Sounds more like supersedure, I take it you only found one cell. The old queen has been despatched by the workers and you now have a young mated queen. Now that you have bought a queen and you want to add some frames and make a nuc. First of all find the new queen and make sure she stays in the hive. The frames you remove make sure there are no eggs or very young larvae in them, otherwise the nurse bees will draw out queen cells and you will lose your bought queen. Now add the queen in her cage but don't remove the tab for a least 48 hours. Now the nuc could be moved 3 miles or remain in the apiary. If it remains you may get silent robbing for a few days until the scent of the nuc changes, so make sure you have a small entrance. After 48 hours look in the nuc and see if queen cells are being drawn, if they are knock the cells down and don't remove the tab. Look in again after 48 hours, if there are no queen cells you can remove the tab. Once you release the queen don't be eager to look in the hive otherwise the queen could be balled. I know this isn't the beginners section. But I have had to help a few beekeepers, when they kept buying queen after queen.
 
If leaving the nucs in the same apiary, make sure to shake in 2-3 frames of extra bees as you will lose some from the nuc, flying back to the original hive. Beware that you do not shake in the queen.
 
If leaving the nucs in the same apiary, make sure to shake in 2-3 frames of extra bees as you will lose some from the nuc, flying back to the original hive. Beware that you do not shake in the queen.

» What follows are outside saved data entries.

use voxlogic_blocks::Face;
use voxlogic_chunk::{BLOCK_WIDTH, BlockGrid, CHUNK_SIZE};
use voxlogic_geom::Vec3;

use crate::instance::instance_model;
use crate::{MeshBuild, ModelStore};

/// One quad per exposed cube face. A face is hidden only by an in-grid neighbor that is
/// active and has no model; faces on the grid boundary are always emitted.
pub fn mesh_naive(
    grid: &BlockGrid,
    store: &ModelStore,
    offset: Vec3,
    scale: f32,
    out: &mut MeshBuild,
) {
    let bw = BLOCK_WIDTH * scale;
    for x in 0..CHUNK_SIZE {
        for y in 0..CHUNK_SIZE {
            for z in 0..CHUNK_SIZE {
                let block = grid.get(x, y, z);
                if !block.active {
                    continue;
                }
                let origin = offset + Vec3::new(x as f32, y as f32, z as f32) * bw;
                if block.has_model() {
                    instance_model(store, block, origin, scale, out);
                    continue;
                }
                for face in Face::ALL {
                    let (dx, dy, dz) = face.delta();
                    let hidden = grid
                        .get_checked(x as i32 + dx, y as i32 + dy, z as i32 + dz)
                        .is_some_and(|n| n.occludes());
                    if hidden {
                        continue;
                    }
                    let mut plane = origin;
                    if face.is_positive() {
                        let a = face.axis();
                        plane.set_axis(a, origin.axis(a) + bw);
                    }
                    out.add_face_rect(face, plane, bw, bw, block.color);
                }
            }
        }
    }
}
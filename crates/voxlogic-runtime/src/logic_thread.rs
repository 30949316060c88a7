use std::io;
use std::sync::atomic::{AtomicBool, Ordering};
use std::sync::{Arc, RwLock};
use std::thread::{self, JoinHandle};
use std::time::Duration;

use crossbeam_channel::{Receiver, Sender, unbounded};
use voxlogic_chunk::World;
use voxlogic_logic::SimulationEngine;

#[derive(Clone, Copy, Debug, Default)]
pub struct LogicOptions {
    /// Stop on its own after this many ticks.
    pub max_ticks: Option<u64>,
}

/// Sent after every tick.
#[derive(Clone, Copy, Debug, PartialEq, Eq)]
pub struct TickReport {
    pub tick: u64,
    pub evaluated: usize,
    pub dirtied: usize,
    pub elapsed: Duration,
}

/// Owns the thread that ticks a [`SimulationEngine`] against a shared world.
///
/// Each tick holds the world's write lock. The thread runs until [`LogicThread::stop`],
/// drop, or `max_ticks`.
pub struct LogicThread {
    stop: Arc<AtomicBool>,
    handle: Option<JoinHandle<SimulationEngine>>,
    reports: Receiver<TickReport>,
}

impl LogicThread {
    pub fn spawn(
        world: Arc<RwLock<World>>,
        engine: SimulationEngine,
        options: LogicOptions,
    ) -> io::Result<Self> {
        let stop = Arc::new(AtomicBool::new(false));
        let (tx, reports) = unbounded();
        let flag = stop.clone();
        let handle = thread::Builder::new()
            .name("voxlogic-logic".into())
            .spawn(move || run(world, engine, options, &flag, &tx))?;
        Ok(Self {
            stop,
            handle: Some(handle),
            reports,
        })
    }

    #[inline]
    pub fn reports(&self) -> &Receiver<TickReport> {
        &self.reports
    }

    /// Reports received so far, without blocking.
    pub fn drain(&self) -> Vec<TickReport> {
        self.reports.try_iter().collect()
    }

    pub fn is_finished(&self) -> bool {
        self.handle.as_ref().is_none_or(|h| h.is_finished())
    }

    /// Signals the thread, joins it and hands back the engine.
    pub fn stop(mut self) -> Option<SimulationEngine> {
        self.shutdown()
    }

    fn shutdown(&mut self) -> Option<SimulationEngine> {
        self.stop.store(true, Ordering::Release);
        let handle = self.handle.take()?;
        match handle.join() {
            Ok(engine) => Some(engine),
            Err(_) => {
                log::error!(target: "logic", "logic thread panicked");
                None
            }
        }
    }
}

impl Drop for LogicThread {
    fn drop(&mut self) {
        self.shutdown();
    }
}

fn run(
    world: Arc<RwLock<World>>,
    mut engine: SimulationEngine,
    options: LogicOptions,
    stop: &AtomicBool,
    tx: &Sender<TickReport>,
) -> SimulationEngine {
    log::info!(target: "logic", "logic thread started max_ticks={:?}", options.max_ticks);
    let mut ran = 0u64;
    while !stop.load(Ordering::Acquire) {
        if options.max_ticks.is_some_and(|m| ran >= m) {
            break;
        }
        let stats = {
            let Ok(mut w) = world.write() else {
                log::error!(target: "logic", "world lock poisoned; stopping simulation");
                break;
            };
            engine.tick(&mut w)
        };
        ran += 1;
        let _ = tx.send(TickReport {
            tick: engine.ticks(),
            evaluated: stats.evaluated,
            dirtied: stats.dirtied,
            elapsed: stats.elapsed,
        });
        thread::yield_now();
    }
    log::info!(target: "logic", "logic thread stopped after {} ticks", ran);
    engine
}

Flying bees (those that have oriented to their hives position) will always return to their own colony unless prevented from doing so.
If the OP is confident in spotting eggs/larvae, I would suggest making a nuc of only sealed brood and the bees on the frames (i.e. young adults and those about to emerge). Then, introduce your queen to this hive which is "hopelessly queenless".

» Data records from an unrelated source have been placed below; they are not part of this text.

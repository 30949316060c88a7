use voxlogic_blocks::Block;

use crate::{CHUNK_SIZE, CHUNK_VOLUME, ChunkCoord, LOG_CHUNK_SIZE, Mesh};

/// Linear cell index, x outermost and z innermost (the grid file order).
#[inline]
pub const fn local_index(x: usize, y: usize, z: usize) -> usize {
    (((x << LOG_CHUNK_SIZE) + y) << LOG_CHUNK_SIZE) + z
}

#[inline]
pub const fn local_coords(i: usize) -> (usize, usize, usize) {
    let mask = CHUNK_SIZE - 1;
    (
        (i >> (2 * LOG_CHUNK_SIZE)) & mask,
        (i >> LOG_CHUNK_SIZE) & mask,
        i & mask,
    )
}

/// A 16^3 array of blocks. Used both for world chunks and for model contents.
#[derive(Clone, Debug, PartialEq, Eq, Hash)]
pub struct BlockGrid {
    blocks: Box<[Block]>,
}

impl Default for BlockGrid {
    fn default() -> Self {
        Self::new()
    }
}

impl BlockGrid {
    pub fn new() -> Self {
        Self {
            blocks: vec![Block::AIR; CHUNK_VOLUME].into_boxed_slice(),
        }
    }

    /// Takes ownership of exactly `CHUNK_VOLUME` blocks in [`local_index`] order.
    pub fn from_blocks(blocks: Vec<Block>) -> Option<Self> {
        (blocks.len() == CHUNK_VOLUME).then(|| Self {
            blocks: blocks.into_boxed_slice(),
        })
    }

    /// Coordinates must be below `CHUNK_SIZE`.
    #[inline]
    pub fn get(&self, x: usize, y: usize, z: usize) -> &Block {
        debug_assert!(x < CHUNK_SIZE && y < CHUNK_SIZE && z < CHUNK_SIZE);
        &self.blocks[local_index(x, y, z)]
    }

    #[inline]
    pub fn get_mut(&mut self, x: usize, y: usize, z: usize) -> &mut Block {
        debug_assert!(x < CHUNK_SIZE && y < CHUNK_SIZE && z < CHUNK_SIZE);
        &mut self.blocks[local_index(x, y, z)]
    }

    #[inline]
    pub fn set(&mut self, x: usize, y: usize, z: usize, block: Block) {
        *self.get_mut(x, y, z) = block;
    }

    /// Bounds-checked lookup for signed coordinates.
    #[inline]
    pub fn get_checked(&self, x: i32, y: i32, z: i32) -> Option<&Block> {
        let n = CHUNK_SIZE as i32;
        if (0..n).contains(&x) && (0..n).contains(&y) && (0..n).contains(&z) {
            Some(self.get(x as usize, y as usize, z as usize))
        } else {
            None
        }
    }

    #[inline]
    pub fn by_index(&self, i: usize) -> &Block {
        &self.blocks[i]
    }

    #[inline]
    pub fn by_index_mut(&mut self, i: usize) -> &mut Block {
        &mut self.blocks[i]
    }

    #[inline]
    pub fn blocks(&self) -> &[Block] {
        &self.blocks
    }

    #[inline]
    pub fn has_active(&self) -> bool {
        self.blocks.iter().any(|b| b.active)
    }

    #[inline]
    pub fn active_count(&self) -> usize {
        self.blocks.iter().filter(|b| b.active).count()
    }
}

/// A world chunk: its blocks, the last generated mesh and a remesh flag.
#[derive(Clone, Debug)]
pub struct Chunk {
    pub coord: ChunkCoord,
    pub blocks: BlockGrid,
    pub mesh: Mesh,
    pub dirty: bool,
}

impl Chunk {
    pub fn new(coord: ChunkCoord) -> Self {
        Self {
            coord,
            blocks: BlockGrid::new(),
            mesh: Mesh::EMPTY,
            dirty: false,
        }
    }

    /// Chunk at the origin, not part of any world.
    pub fn standalone() -> Self {
        Self::new(ChunkCoord::default())
    }

    pub fn from_grid(coord: ChunkCoord, blocks: BlockGrid) -> Self {
        Self {
            coord,
            blocks,
            mesh: Mesh::EMPTY,
            dirty: true,
        }
    }

    #[inline]
    pub fn get(&self, x: usize, y: usize, z: usize) -> &Block {
        self.blocks.get(x, y, z)
    }

    #[inline]
    pub fn get_mut(&mut self, x: usize, y: usize, z: usize) -> &mut Block {
        self.blocks.get_mut(x, y, z)
    }

    /// Replaces a block value and flags the chunk for remeshing.
    pub fn set(&mut self, x: usize, y: usize, z: usize, block: Block) -> Block {
        self.dirty = true;
        std::mem::replace(self.blocks.get_mut(x, y, z), block)
    }

    /// Installs a freshly generated mesh, dropping the previous one, and clears the flag.
    pub fn replace_mesh(&mut self, mesh: Mesh) {
        self.mesh = mesh;
        self.dirty = false;
    }
}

Watch the reaction of the bees when you put your queen cage on the top of the bars. If they show aggression towards her (clinging and biting the bars of the cage) they are not queenless.
 
Just for the record hives often seem queenless. The queen goes off lay for whatever reason. The bees make a queen cell just in case and then the queen gets over her headache and the cell gets destroyed. You haven't said if the cell was open or destroyed or if your queen was marked. You might have a new queen but it might still be your old one. Would you know one way or the other?

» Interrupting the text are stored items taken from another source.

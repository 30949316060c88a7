use voxlogic_blocks::Face;
use voxlogic_chunk::{BLOCK_WIDTH, World};
use voxlogic_geom::Vec3;

/// Result of a selection ray.
#[derive(Clone, Copy, Debug, Default, PartialEq, Eq)]
pub struct Selection {
    /// First active block along the ray.
    pub hit: Option<(i32, i32, i32)>,
    /// In-world cell the ray passed through just before `hit`; where a new block goes.
    pub previous: Option<(i32, i32, i32)>,
    /// Face of `hit` the ray entered through.
    pub face: Option<Face>,
}

#[inline]
fn inv_or_max(v: f32) -> f32 {
    if v.abs() < 1e-8 { f32::MAX } else { 1.0 / v.abs() }
}

#[inline]
fn step_of(v: f32) -> i32 {
    if v > 0.0 {
        1
    } else if v < 0.0 {
        -1
    } else {
        0
    }
}

/// Walks the block grid from `origin` (world units) along `direction` for at most
/// `radius` blocks and reports the first active block. Cells outside the world are
/// passed through.
pub fn select_block(world: &World, origin: Vec3, direction: Vec3, radius: f32) -> Selection {
    let mut sel = Selection::default();
    let len = direction.length();
    if len < 1e-6 {
        return sel;
    }
    let d = direction / len;
    let p = origin / BLOCK_WIDTH;

    let mut v = [p.x.floor() as i32, p.y.floor() as i32, p.z.floor() as i32];
    let step = [step_of(d.x), step_of(d.y), step_of(d.z)];
    let mut t_max = [0.0f32; 3];
    let mut t_delta = [f32::MAX; 3];
    for a in 0..3 {
        let inv = inv_or_max(d.axis(a));
        let frac = p.axis(a) - p.axis(a).floor();
        t_max[a] = match step[a] {
            1 => (1.0 - frac) * inv,
            -1 => frac * inv,
            _ => f32::MAX,
        };
        if step[a] != 0 {
            t_delta[a] = inv;
        }
    }

    let mut prev = v;
    let mut entered: Option<usize> = None;
    let max_steps = radius.max(0.0) as usize * 3 + 3;
    for _ in 0..max_steps {
        if world.block(v[0], v[1], v[2]).is_some_and(|b| b.active) {
            sel.hit = Some((v[0], v[1], v[2]));
            if let Some(a) = entered {
                sel.face = Some(Face::from_axis(a, step[a] < 0));
                if world.block_ref(prev[0], prev[1], prev[2]).is_some() {
                    sel.previous = Some((prev[0], prev[1], prev[2]));
                }
            }
            return sel;
        }
        let a = if t_max[0] < t_max[1] {
            if t_max[0] < t_max[2] { 0 } else { 2 }
        } else if t_max[1] < t_max[2] {
            1
        } else {
            2
        };
        if t_max[a] > radius {
            break;
        }
        prev = v;
        v[a] += step[a];
        t_max[a] += t_delta[a];
        entered = Some(a);
    }
    sel
}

Easy to believe one route when it is actually the other!
E
 
There appear to be no young nurse bees in this colony. OP said eggs and larvae, which would indicate she has come into lay only very recently. May still be drone brood, even!
 
If you create a Nuc from the hive (call it hive 1) referred to, make sure you do not add the newly laying queen to the Nuc....
Your profile indicates that you have three hives. Can I suggest that you shake a few frames of bees from the supers of hive 1 into a nuc and then add a frame of bees and emerging brood from your other two hives to this same nuc and move it to your alternative apiary site (+3 miles from the "home" apiary). Introduce your newly purchased queen to that Nuc. Make sure the frames you donate to the Nuc don't have queens on them. I suggest that you harvest bees from the supers of hive 1 since your queen excluder will hopefully keep the newly laying queen in the brood box(s) and help you avoid having multiple queens in the newly created nuc.
 
you don't have to move the nuc three miles away - just try and ensure you have plenty of nurse bees in the nuc, (Shake a few extra frames full in there) loosely plug the entrance with some fresh grass and leave them make their own way out - I do all my nucs this way and they always have plenty of bees when I net inspect.
Try and use all capped brood close to emerging so you'll have plenty of new bees joining the colony who have only known the new queen.
 
As I don't have an another apiary over 3 miles away I have to do them on the same site, but I always close up and put up foliage which seems to have worked so far.
I do give a very small entrance to defend too.
 
Back up nuc is always a good idea..

3. Open cell + couple of frames of brood to nuc...

Can make for lots of colonies ' but it also makes a good insurance policy.
[/B]

That's what I always do with an AS. Put a frame or two with a QC into a nuc at the same time.